There is no issue here, you have the exact same problem if you get a
crash during d) in your example. It is the same with the existing
command, the crash is only an issue if it happens right in the middle of
the switch over. Until then, only the original image remains valid.

Cheers,
Jes
Anthony Liguori - April 28, 2011, 3:10 p.m.
On 04/28/2011 09:57 AM, Jes Sorensen wrote:
> On 04/28/11 16:46, Anthony Liguori wrote:
>> On 04/28/2011 09:38 AM, Jes Sorensen wrote:
>>>
>>> Sorry but this is utterly bogus.
>>>
>>> The snapshot support as is works fine, and the command is in the
>>> monitor. We should expose it in QMP as well.
>>
>> It went in for the monitor because it was considered an imperfect
>> command so we held up the QMP side because we wanted a better interface.
>
> I am not sure who is included in the 'we' here.....
>
>> The current command does:
>> 1) Create new image backing to current image
>> 2) Flush outstanding I/O to old image
>> 3) Close current image
>> 4) Reopen newly created image
>> 5) Go
>
>> Operations (1) and (2) are very synchronous operations.  (4) can be too.
>>   We really should have a bdrv_aio_snapshot() function that implements
>> the logic for at least (2) in an asynchronous fashion.
>>
>> That sort of interface is going to affect how we expose things in QMP.
>> As from a QMP perspective, we're going to do something like:
>>
>> a) start snapshot
>> b) query snapshot progress
>> c) receive notification of snapshot completion
>> d) flip over image
>
> Sorry this is inherently broken. The management tool should not be
> keeping state in this process.

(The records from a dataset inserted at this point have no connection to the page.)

// Configuration for the yt-dlp backend
//
// Defaults, then environment overrides (MICRO_DL_*), then builder calls.

use std::path::PathBuf;

use super::models::JsRuntime;
use super::utils::find_ytdlp;

pub const ENV_YTDLP: &str = "MICRO_DL_YTDLP";
pub const ENV_FFMPEG: &str = "MICRO_DL_FFMPEG";
pub const ENV_DENO: &str = "MICRO_DL_DENO";
pub const ENV_PROXY: &str = "MICRO_DL_PROXY";
pub const ENV_COOKIES: &str = "MICRO_DL_COOKIES";

#[derive(Debug, Clone, PartialEq, Eq)]
pub struct YtDlpConfig {
    /// yt-dlp executable
    pub ytdlp_path: PathBuf,
    /// Directory (or binary) handed to `--ffmpeg-location`
    pub ffmpeg_location: Option<PathBuf>,
    /// Alternative JS runtime for sites that need one
    pub js_runtime: Option<JsRuntime>,
    /// SOCKS5/HTTP proxy URL
    pub proxy: Option<String>,
    /// Path to cookies.txt file
    pub cookies_path: Option<PathBuf>,
    /// `--socket-timeout` in seconds
    pub socket_timeout_secs: u32,
    /// Upper bound for a flat listing call
    pub listing_timeout_secs: u64,
    /// `--retries` for each fetch
    pub retries: u32,
}

impl Default for YtDlpConfig {
    fn default() -> Self {
        Self {
            ytdlp_path: find_ytdlp(),
            ffmpeg_location: None,
            js_runtime: None,
            proxy: None,
            cookies_path: None,
            socket_timeout_secs: 30,
            listing_timeout_secs: 60,
            retries: 5,
        }
    }
}

impl YtDlpConfig {
    /// Defaults with `MICRO_DL_*` environment overrides applied
    pub fn from_env() -> Self {
        Self::default().with_overrides(|key| std::env::var(key).ok())
    }

    /// Apply overrides from any key lookup (environment, tests)
    pub fn with_overrides<F>(mut self, lookup: F) -> Self
    where
        F: Fn(&str) -> Option<String>,
    {
        let get = |key: &str| lookup(key).filter(|v| !v.trim().is_empty());

        if let Some(path) = get(ENV_YTDLP) {
            self.ytdlp_path = PathBuf::from(path);
        }
        if let Some(path) = get(ENV_FFMPEG) {
            self.ffmpeg_location = Some(PathBuf::from(path));
        }
        if let Some(path) = get(ENV_DENO) {
            self.js_runtime = Some(JsRuntime {
                name: "deno".to_string(),
                path: PathBuf::from(path),
            });
        }
        if let Some(proxy) = get(ENV_PROXY) {
            self.proxy = Some(proxy);
        }
        if let Some(path) = get(ENV_COOKIES) {
            self.cookies_path = Some(PathBuf::from(path));
        }
        self
    }

    pub fn with_ytdlp_path(mut self, path: impl Into<PathBuf>) -> Self {
        self.ytdlp_path = path.into();
        self
    }

    pub fn with_ffmpeg_location(mut self, path: Option<PathBuf>) -> Self {
        self.ffmpeg_location = path;
        self
    }

    pub fn with_js_runtime(mut self, runtime: Option<JsRuntime>) -> Self {
        self.js_runtime = runtime;
        self
    }

    pub fn with_proxy(mut self, proxy: Option<String>) -> Self {
        self.proxy = proxy;
        self
    }

    pub fn with_cookies_path(mut self, path: Option<PathBuf>) -> Self {
        self.cookies_path = path;
        self
    }

    pub fn with_socket_timeout(mut self, seconds: u32) -> Self {
        self.socket_timeout_secs = seconds;
        self
    }

    pub fn with_listing_timeout(mut self, seconds: u64) -> Self {
        self.listing_timeout_secs = seconds;
        self
    }

    pub fn with_retries(mut self, retries: u32) -> Self {
        self.retries = retries;
        self
    }

    /// Network arguments shared by listing and fetching
    pub fn network_args(&self) -> Vec<String> {
        let mut args = vec![
            "--socket-timeout".to_string(),
            self.socket_timeout_secs.to_string(),
        ];

        if let Some(proxy) = &self.proxy {
            args.push("--proxy".to_string());
            args.push(proxy.clone());
        }

        if let Some(path) = &self.cookies_path {
            args.push("--cookies".to_string());
            args.push(path.display().to_string());
        }

        args
    }
}
// Common data models for the download engine

use serde::{Deserialize, Serialize};
use std::fmt;
use std::path::PathBuf;

use super::errors::{DownloadError, Result};

/// What the user wants out of the URL
#[derive(Debug, Clone, Copy, PartialEq, Eq, Hash, Serialize, Deserialize)]
pub enum MediaKind {
    Video,
    Audio,
}

impl fmt::Display for MediaKind {
    fn fmt(&self, f: &mut fmt::Formatter<'_>) -> fmt::Result {
        match self {
            Self::Video => write!(f, "video"),
            Self::Audio => write!(f, "audio"),
        }
    }
}

/// Inputs for one run. Fields are private so a started run cannot be altered.
#[derive(Debug, Clone, PartialEq, Eq, Serialize, Deserialize)]
pub struct DownloadRequest {
    url: String,
    destination_dir: PathBuf,
    media_kind: MediaKind,
    quality_label: String,
}

impl DownloadRequest {
    /// The URL is trimmed here; emptiness is checked when the run starts.
    pub fn new(
        url: impl Into<String>,
        destination_dir: impl Into<PathBuf>,
        media_kind: MediaKind,
        quality_label: impl Into<String>,
    ) -> Self {
        Self {
            url: url.into().trim().to_string(),
            destination_dir: destination_dir.into(),
            media_kind,
            quality_label: quality_label.into(),
        }
    }

    pub fn url(&self) -> &str {
        &self.url
    }

    pub fn destination_dir(&self) -> &PathBuf {
        &self.destination_dir
    }

    pub fn media_kind(&self) -> MediaKind {
        self.media_kind
    }

    pub fn quality_label(&self) -> &str {
        &self.quality_label
    }

    pub fn ensure_url(&self) -> Result<()> {
        if self.url.is_empty() {
            return Err(DownloadError::EmptyUrl);
        }
        Ok(())
    }
}

/// Post-processing applied after the raw media bytes are on disk
#[derive(Debug, Clone, Copy, PartialEq, Eq, Serialize, Deserialize)]
pub enum PostProcess {
    RemuxToMp4,
    ExtractAudioMp3 { bitrate_kbps: u32 },
}

/// Backend-agnostic format selection
#[derive(Debug, Clone, Copy, PartialEq, Eq, Serialize, Deserialize)]
pub struct FormatConstraint {
    pub kind: MediaKind,
    /// Set iff `kind == Video`
    pub video_max_height_px: Option<u32>,
    /// Set iff `kind == Audio`
    pub audio_max_bitrate_kbps: Option<u32>,
    pub post_process: PostProcess,
}

impl FormatConstraint {
    pub fn video(max_height_px: u32) -> Self {
        Self {
            kind: MediaKind::Video,
            video_max_height_px: Some(max_height_px),
            audio_max_bitrate_kbps: None,
            post_process: PostProcess::RemuxToMp4,
        }
    }

    pub fn audio(max_bitrate_kbps: u32) -> Self {
        Self {
            kind: MediaKind::Audio,
            video_max_height_px: None,
            audio_max_bitrate_kbps: Some(max_bitrate_kbps),
            post_process: PostProcess::ExtractAudioMp3 {
                bitrate_kbps: max_bitrate_kbps,
            },
        }
    }
}

/// One fetchable item produced by resolution
#[derive(Debug, Clone, PartialEq, Eq, Serialize, Deserialize)]
pub struct DownloadUnit {
    pub index: usize,
    pub title: String,
    pub source_ref: String,
    pub external_id: Option<String>,
}

/// Result of a flat (non-downloading) listing
#[derive(Debug, Clone, Default, PartialEq, Eq, Serialize, Deserialize)]
pub struct FlatListing {
    pub is_collection: bool,
    pub title: Option<String>,
    pub id: Option<String>,
    pub entries: Vec<FlatEntry>,
}

/// One child of a collection as reported by the backend
#[derive(Debug, Clone, Default, PartialEq, Eq, Serialize, Deserialize)]
pub struct FlatEntry {
    pub title: Option<String>,
    pub direct_url: Option<String>,
    pub webpage_url: Option<String>,
    pub external_id: Option<String>,
}

/// Lifecycle phase as reported by the backend
#[derive(Debug, Clone, Copy, PartialEq, Eq, Serialize, Deserialize)]
pub enum RawStatus {
    /// Bytes are flowing
    Downloading,
    /// Byte transfer finished
    Finished,
    /// A remux/transcode step is running
    PostProcessing,
    /// Backend confirmed every post-processing step is done
    PostProcessed,
}

/// Raw progress callback payload from a backend
#[derive(Debug, Clone, PartialEq, Serialize, Deserialize)]
pub struct RawProgressEvent {
    pub status: RawStatus,
    pub downloaded_bytes: u64,
    pub total_bytes: Option<u64>,
    pub total_bytes_estimate: Option<u64>,
    pub speed: Option<f64>,
    /// Title the backend resolved for the item, if it reports one
    pub title: Option<String>,
}

impl RawProgressEvent {
    pub fn downloading(downloaded_bytes: u64, total_bytes: Option<u64>) -> Self {
        Self {
            status: RawStatus::Downloading,
            downloaded_bytes,
            total_bytes,
            total_bytes_estimate: None,
            speed: None,
            title: None,
        }
    }

    pub fn with_status(status: RawStatus) -> Self {
        Self {
            status,
            downloaded_bytes: 0,
            total_bytes: None,
            total_bytes_estimate: None,
            speed: None,
            title: None,
        }
    }

    pub fn with_speed(mut self, speed: f64) -> Self {
        self.speed = Some(speed);
        self
    }
}

/// Normalized progress phase
#[derive(Debug, Clone, Copy, PartialEq, Eq, Serialize, Deserialize)]
pub enum Phase {
    Downloading,
    PostProcessing,
    Finished,
}

/// Normalized progress for one unit at one instant
#[derive(Debug, Clone, Copy, PartialEq, Serialize, Deserialize)]
pub struct ProgressSnapshot {
    pub unit_index: usize,
    pub phase: Phase,
    /// In `[0, 1]`; 0 when the total size is unknown
    pub fraction_complete: f64,
    pub bytes_per_second: Option<f64>,
}

#[derive(Debug, Clone, Copy, PartialEq, Eq, Serialize, Deserialize)]
pub enum UnitStatus {
    Succeeded,
    Failed,
    SkippedByCancellation,
}

/// Terminal result of attempting one unit
#[derive(Debug, Clone, PartialEq, Eq, Serialize, Deserialize)]
pub struct UnitOutcome {
    pub unit_index: usize,
    pub status: UnitStatus,
    pub error_detail: Option<String>,
}

impl UnitOutcome {
    pub fn succeeded(unit_index: usize) -> Self {
        Self {
            unit_index,
            status: UnitStatus::Succeeded,
            error_detail: None,
        }
    }

    pub fn failed(unit_index: usize, detail: impl Into<String>) -> Self {
        Self {
            unit_index,
            status: UnitStatus::Failed,
            error_detail: Some(detail.into()),
        }
    }

    pub fn skipped(unit_index: usize) -> Self {
        Self {
            unit_index,
            status: UnitStatus::SkippedByCancellation,
            error_detail: None,
        }
    }
}

/// Final state of a run
#[derive(Debug, Clone, Copy, PartialEq, Eq, Serialize, Deserialize)]
pub enum JobStatus {
    /// Every unit succeeded
    Completed,
    /// Stop was requested before every unit was attempted
    Cancelled,
    /// Run finished without cancellation but some units failed
    PartiallyFailed,
}

/// Terminal summary of a run
#[derive(Debug, Clone, Default, PartialEq, Eq, Serialize, Deserialize)]
pub struct JobResult {
    pub total_units: usize,
    pub succeeded_count: usize,
    pub cancelled: bool,
    pub outcomes: Vec<UnitOutcome>,
}

impl JobResult {
    pub fn new(total_units: usize) -> Self {
        Self {
            total_units,
            outcomes: Vec::with_capacity(total_units),
            ..Self::default()
        }
    }

    pub fn record(&mut self, outcome: UnitOutcome) {
        match outcome.status {
            UnitStatus::Succeeded => self.succeeded_count += 1,
            UnitStatus::SkippedByCancellation => self.cancelled = true,
            UnitStatus::Failed => {}
        }
        self.outcomes.push(outcome);
    }

    pub fn failed_count(&self) -> usize {
        self.outcomes
            .iter()
            .filter(|o| o.status == UnitStatus::Failed)
            .count()
    }

    pub fn status(&self) -> JobStatus {
        if self.cancelled {
            JobStatus::Cancelled
        } else if self.succeeded_count == self.total_units {
            JobStatus::Completed
        } else {
            JobStatus::PartiallyFailed
        }
    }

    /// Short human-readable summary of the outcome
    pub fn summary(&self) -> String {
        match self.status() {
            JobStatus::Cancelled => "Download cancelled".to_string(),
            JobStatus::Completed => format!(
                "Completed {}/{} downloads!",
                self.succeeded_count, self.total_units
            ),
            JobStatus::PartiallyFailed => format!(
                "Completed {}/{} (some failed)",
                self.succeeded_count, self.total_units
            ),
        }
    }
}

/// Engine state machine as seen from outside the worker
#[derive(Debug, Clone, Copy, PartialEq, Eq, Serialize, Deserialize)]
pub enum JobState {
    Idle,
    Resolving,
    RunningUnit(usize),
    AdvancingUnit,
    Completed,
    Cancelled,
    PartiallyFailed,
}

impl JobState {
    pub fn is_terminal(&self) -> bool {
        matches!(self, Self::Completed | Self::Cancelled | Self::PartiallyFailed)
    }
}

impl From<JobStatus> for JobState {
    fn from(status: JobStatus) -> Self {
        match status {
            JobStatus::Completed => Self::Completed,
            JobStatus::Cancelled => Self::Cancelled,
            JobStatus::PartiallyFailed => Self::PartiallyFailed,
        }
    }
}

/// Severity attached to a status line
#[derive(Debug, Clone, Copy, PartialEq, Eq, Serialize, Deserialize)]
pub enum Severity {
    Ready,
    Downloading,
    Success,
    Error,
}

/// Status line handed to the presentation layer
#[derive(Debug, Clone, PartialEq, Serialize, Deserialize)]
pub struct StatusUpdate {
    pub text: String,
    pub severity: Severity,
    /// Present when the update was produced from a progress callback
    pub progress: Option<ProgressSnapshot>,
}

impl StatusUpdate {
    pub fn new(text: impl Into<String>, severity: Severity) -> Self {
        Self {
            text: text.into(),
            severity,
            progress: None,
        }
    }

    pub fn with_progress(mut self, snapshot: ProgressSnapshot) -> Self {
        self.progress = Some(snapshot);
        self
    }
}

/// Alternative JavaScript runtime handed to the backend
#[derive(Debug, Clone, PartialEq, Eq, Serialize, Deserialize)]
pub struct JsRuntime {
    /// Runtime name as the backend knows it (e.g. "deno")
    pub name: String,
    pub path: PathBuf,
}

/// Everything a backend needs to fetch one unit
#[derive(Debug, Clone, PartialEq, Eq)]
pub struct FetchOptions {
    pub format: FormatConstraint,
    /// Destination path template, e.g. `<dir>/%(title)s.%(ext)s`
    pub output_template: PathBuf,
    pub post_process: PostProcess,
    pub js_runtime: Option<JsRuntime>,
}

/// File name template; the backend substitutes the resolved title and extension
pub const OUTPUT_FILE_TEMPLATE: &str = "%(title)s.%(ext)s";

impl FetchOptions {
    pub fn new(format: FormatConstraint, destination_dir: &std::path::Path) -> Self {
        Self {
            format,
            output_template: destination_dir.join(OUTPUT_FILE_TEMPLATE),
            post_process: format.post_process,
            js_runtime: None,
        }
    }

    pub fn with_js_runtime(mut self, runtime: Option<JsRuntime>) -> Self {
        self.js_runtime = runtime;
        self
    }
}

I agree an async interface would be nice,
> but the above process is plain wrong.
>
> The async snapshot process needs to be doing the exact same as in the
> current implementation, the main difference is that it would be running
> asynchronously and that QMP would be able to query the state of it.


No, the command does too many things and as such, makes it impossible 
for a management tool to gracefully recover.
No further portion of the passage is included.